* INFORMATION SUPPLIED
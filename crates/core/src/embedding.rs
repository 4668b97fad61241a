//! Embedding function abstraction.
//!
//! Used by the vector index to embed documents and queries, and by the
//! recommender to embed candidate items that carry no stored vector.

use async_trait::async_trait;

use crate::error::StoreError;

#[async_trait]
pub trait Embedder: Send + Sync {
    /// Short identifier used in logs (e.g. "token-hash", "openai").
    fn name(&self) -> &str;

    /// Embed a batch of texts, one vector per input, in input order.
    async fn embed(&self, texts: &[String]) -> Result<Vec<Vec<f32>>, StoreError>;

    /// Embed a single text.
    async fn embed_one(&self, text: &str) -> Result<Vec<f32>, StoreError> {
        let mut vectors = self.embed(&[text.to_string()]).await?;
        vectors
            .pop()
            .ok_or_else(|| StoreError::EmbeddingFailed(format!("{} returned no vector", self.name())))
    }
}
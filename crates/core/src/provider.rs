//! Provider trait: the abstraction over chat model backends.
//!
//! A Provider takes a list of messages and returns either the complete reply
//! or a stream of text fragments. Implementations: OpenAI-compatible HTTP
//! (OpenAI, DeepSeek, Ollama) and create-then-poll bot platforms.

use async_trait::async_trait;
use serde::{Deserialize, Serialize};
use tokio::sync::mpsc;

use crate::error::ProviderError;
use crate::message::Message;

/// Configuration for a provider request.
#[derive(Debug, Clone, Serialize, Deserialize)]
pub struct ProviderRequest {
    /// The model to use (e.g., "deepseek-chat", "qwen3:8b")
    pub model: String,

    /// The conversation messages, system prompt first
    pub messages: Vec<Message>,

    /// Temperature (0.0 = deterministic, 1.0 = creative)
    #[serde(default = "default_temperature")]
    pub temperature: f32,

    /// Maximum tokens to generate
    #[serde(default, skip_serializing_if = "Option::is_none")]
    pub max_tokens: Option<u32>,

    /// Whether to stream the response
    #[serde(default)]
    pub stream: bool,
}

fn default_temperature() -> f32 {
    0.7
}

impl ProviderRequest {
    pub fn new(model: impl Into<String>, messages: Vec<Message>) -> Self {
        Self {
            model: model.into(),
            messages,
            temperature: default_temperature(),
            max_tokens: None,
            stream: false,
        }
    }
}

/// A complete (non-streaming) response from a provider.
#[derive(Debug, Clone, Serialize, Deserialize)]
pub struct ProviderResponse {
    /// The generated message
    pub message: Message,

    /// Token usage statistics
    pub usage: Option<Usage>,

    /// Which model actually responded (may differ from requested)
    pub model: String,
}

/// Token usage information.
#[derive(Debug, Clone, PartialEq, Serialize, Deserialize)]
pub struct Usage {
    pub prompt_tokens: u32,
    pub completion_tokens: u32,
    pub total_tokens: u32,
}

/// A single chunk in a streaming response.
#[derive(Debug, Clone, Default, Serialize, Deserialize)]
pub struct StreamChunk {
    /// Partial content delta
    #[serde(default)]
    pub content: Option<String>,

    /// Whether this is the final chunk
    #[serde(default)]
    pub done: bool,

    /// Usage info (typically only in the final chunk)
    #[serde(default, skip_serializing_if = "Option::is_none")]
    pub usage: Option<Usage>,
}

/// Receiving half of a streamed completion.
pub type ChunkStream = mpsc::Receiver<std::result::Result<StreamChunk, ProviderError>>;

/// An embedding request.
#[derive(Debug, Clone, Serialize, Deserialize)]
pub struct EmbeddingRequest {
    /// The model to use for embeddings (e.g., "text-embedding-3-small").
    pub model: String,

    /// The texts to embed.
    pub inputs: Vec<String>,
}

/// An embedding response.
#[derive(Debug, Clone, Serialize, Deserialize)]
pub struct EmbeddingResponse {
    /// The embedding vectors, one per input text.
    pub embeddings: Vec<Vec<f32>>,

    /// Which model was used.
    pub model: String,
}

/// The core Provider trait.
///
/// Chat sessions call `complete()` or `stream()` without knowing which
/// backend answers.
#[async_trait]
pub trait Provider: Send + Sync {
    /// A human-readable name for this provider (e.g., "deepseek", "coze").
    fn name(&self) -> &str;

    /// Send a request and get a complete response.
    async fn complete(&self, request: ProviderRequest) -> std::result::Result<ProviderResponse, ProviderError>;

    /// Send a request and get a stream of response chunks.
    ///
    /// Default implementation calls `complete()` and wraps the result as a single chunk.
    async fn stream(&self, request: ProviderRequest) -> std::result::Result<ChunkStream, ProviderError> {
        let response = self.complete(request).await?;
        let (tx, rx) = mpsc::channel(1);
        let _ = tx
            .send(Ok(StreamChunk {
                content: Some(response.message.content),
                done: true,
                usage: response.usage,
            }))
            .await;
        Ok(rx)
    }

    /// Generate embeddings for the given texts.
    ///
    /// Default implementation returns an error indicating embeddings aren't supported.
    async fn embed(
        &self,
        _request: EmbeddingRequest,
    ) -> std::result::Result<EmbeddingResponse, ProviderError> {
        Err(ProviderError::NotConfigured(format!(
            "Provider '{}' does not support embeddings",
            self.name()
        )))
    }
}
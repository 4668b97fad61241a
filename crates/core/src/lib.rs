//! # Feedloom Core
//!
//! Domain types, capability traits, and error definitions shared by every
//! feedloom crate. Nothing here talks to the network or a database; the
//! collaborators (model backends, embedders, vector index, preference
//! database, tool backends) are traits implemented in their own crates.

pub mod error;
pub mod message;
pub mod provider;
pub mod embedding;
pub mod feed;
pub mod store;
pub mod tool;

// Re-export key types at crate root for ergonomics
pub use error::{Error, ProviderError, Result, StoreError, ToolError};
pub use message::{Message, Role, SessionId};
pub use provider::{Provider, ProviderRequest, ProviderResponse, StreamChunk};
pub use embedding::Embedder;
pub use feed::{FeedItem, FeedSource, NewFeedItem, Preference, RankedItem};
pub use store::{IndexEntry, IndexHit, ItemMetadata, MetadataFilter, PreferenceDb, VectorIndex};
pub use tool::{Tool, ToolBackend, ToolRegistry, ToolResult, ToolStream};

* WORK INSTRUCTIONS
Reproduce each record exactly as it appears.

* EXERCISE RESULT
filename crates/core/src/embedding.rs
repository 4668b97fad61241a
//! Embedding function abstraction.
//!
//! Used by the vector index to embed documents and queries, and by the
//! recommender to embed candidate items that carry no stored vector.

use async_trait::async_trait;

use crate::error::StoreError;

#[async_trait]
pub trait Embedder: Send + Sync {
    /// Short identifier used in logs (e.g. "token-hash", "openai").
    fn name(&self) -> &str;

    /// Embed a batch of texts, one vector per input, in input order.
    async fn embed(&self, texts: &[String]) -> Result<Vec<Vec<f32>>, StoreError>;

    /// Embed a single text.
    async fn embed_one(&self, text: &str) -> Result<Vec<f32>, StoreError> {
        let mut vectors = self.embed(&[text.to_string()]).await?;
        vectors
            .pop()
            .ok_or_else(|| StoreError::EmbeddingFailed(format!("{} returned no vector", self.name())))
    }
}
filename crates/core/src/provider.rs
//! Provider trait: the abstraction over chat model backends.
//!
//! A Provider takes a list of messages and returns either the complete reply
//! or a stream of text fragments. Implementations: OpenAI-compatible HTTP
//! (OpenAI, DeepSeek, Ollama) and create-then-poll bot platforms.

use async_trait::async_trait;
use serde::{Deserialize, Serialize};
use tokio::sync::mpsc;

use crate::error::ProviderError;
use crate::message::Message;

/// Configuration for a provider request.
#[derive(Debug, Clone, Serialize, Deserialize)]
pub struct ProviderRequest {
    /// The model to use (e.g., "deepseek-chat", "qwen3:8b")
    pub model: String,

    /// The conversation messages, system prompt first
    pub messages: Vec<Message>,

    /// Temperature (0.0 = deterministic, 1.0 = creative)
    #[serde(default = "default_temperature")]
    pub temperature: f32,

    /// Maximum tokens to generate
    #[serde(default, skip_serializing_if = "Option::is_none")]
    pub max_tokens: Option<u32>,

    /// Whether to stream the response
    #[serde(default)]
    pub stream: bool,
}

fn default_temperature() -> f32 {
    0.7
}

impl ProviderRequest {
    pub fn new(model: impl Into<String>, messages: Vec<Message>) -> Self {
        Self {
            model: model.into(),
            messages,
            temperature: default_temperature(),
            max_tokens: None,
            stream: false,
        }
    }
}

/// A complete (non-streaming) response from a provider.
#[derive(Debug, Clone, Serialize, Deserialize)]
pub struct ProviderResponse {
    /// The generated message
    pub message: Message,

    /// Token usage statistics
    pub usage: Option<Usage>,

    /// Which model actually responded (may differ from requested)
    pub model: String,
}

/// Token usage information.
#[derive(Debug, Clone, PartialEq, Serialize, Deserialize)]
pub struct Usage {
    pub prompt_tokens: u32,
    pub completion_tokens: u32,
    pub total_tokens: u32,
}

/// A single chunk in a streaming response.
#[derive(Debug, Clone, Default, Serialize, Deserialize)]
pub struct StreamChunk {
    /// Partial content delta
    #[serde(default)]
    pub content: Option<String>,

    /// Whether this is the final chunk
    #[serde(default)]
    pub done: bool,

    /// Usage info (typically only in the final chunk)
    #[serde(default, skip_serializing_if = "Option::is_none")]
    pub usage: Option<Usage>,
}

/// Receiving half of a streamed completion.
pub type ChunkStream = mpsc::Receiver<std::result::Result<StreamChunk, ProviderError>>;

/// An embedding request.
#[derive(Debug, Clone, Serialize, Deserialize)]
pub struct EmbeddingRequest {
    /// The model to use for embeddings (e.g., "text-embedding-3-small").
    pub model: String,

    /// The texts to embed.
    pub inputs: Vec<String>,
}

/// An embedding response.
#[derive(Debug, Clone, Serialize, Deserialize)]
pub struct EmbeddingResponse {
    /// The embedding vectors, one per input text.
    pub embeddings: Vec<Vec<f32>>,

    /// Which model was used.
    pub model: String,
}

/// The core Provider trait.
///
/// Chat sessions call `complete()` or `stream()` without knowing which
/// backend answers.
#[async_trait]
pub trait Provider: Send + Sync {
    /// A human-readable name for this provider (e.g., "deepseek", "coze").
    fn name(&self) -> &str;

    /// Send a request and get a complete response.
    async fn complete(&self, request: ProviderRequest) -> std::result::Result<ProviderResponse, ProviderError>;

    /// Send a request and get a stream of response chunks.
    ///
    /// Default implementation calls `complete()` and wraps the result as a single chunk.
    async fn stream(&self, request: ProviderRequest) -> std::result::Result<ChunkStream, ProviderError> {
        let response = self.complete(request).await?;
        let (tx, rx) = mpsc::channel(1);
        let _ = tx
            .send(Ok(StreamChunk {
                content: Some(response.message.content),
                done: true,
                usage: response.usage,
            }))
            .await;
        Ok(rx)
    }

    /// Generate embeddings for the given texts.
    ///
    /// Default implementation returns an error indicating embeddings aren't supported.
    async fn embed(
        &self,
        _request: EmbeddingRequest,
    ) -> std::result::Result<EmbeddingResponse, ProviderError> {
        Err(ProviderError::NotConfigured(format!(
            "Provider '{}' does not support embeddings",
            self.name()
        )))
    }
}
repository 4668b97fad61241a
filename crates/core/src/lib.rs
//! # Feedloom Core
//!
//! Domain types, capability traits, and error definitions shared by every
//! feedloom crate. Nothing here talks to the network or a database; the
//! collaborators (model backends, embedders, vector index, preference
//! database, tool backends) are traits implemented in their own crates.

pub mod error;
pub mod message;
pub mod provider;
pub mod embedding;
pub mod feed;
pub mod store;
pub mod tool;

// Re-export key types at crate root for ergonomics
pub use error::{Error, ProviderError, Result, StoreError, ToolError};
pub use message::{Message, Role, SessionId};
pub use provider::{Provider, ProviderRequest, ProviderResponse, StreamChunk};
pub use embedding::Embedder;
pub use feed::{FeedItem, FeedSource, NewFeedItem, Preference, RankedItem};
pub use store::{IndexEntry, IndexHit, ItemMetadata, MetadataFilter, PreferenceDb, VectorIndex};
pub use tool::{Tool, ToolBackend, ToolRegistry, ToolResult, ToolStream};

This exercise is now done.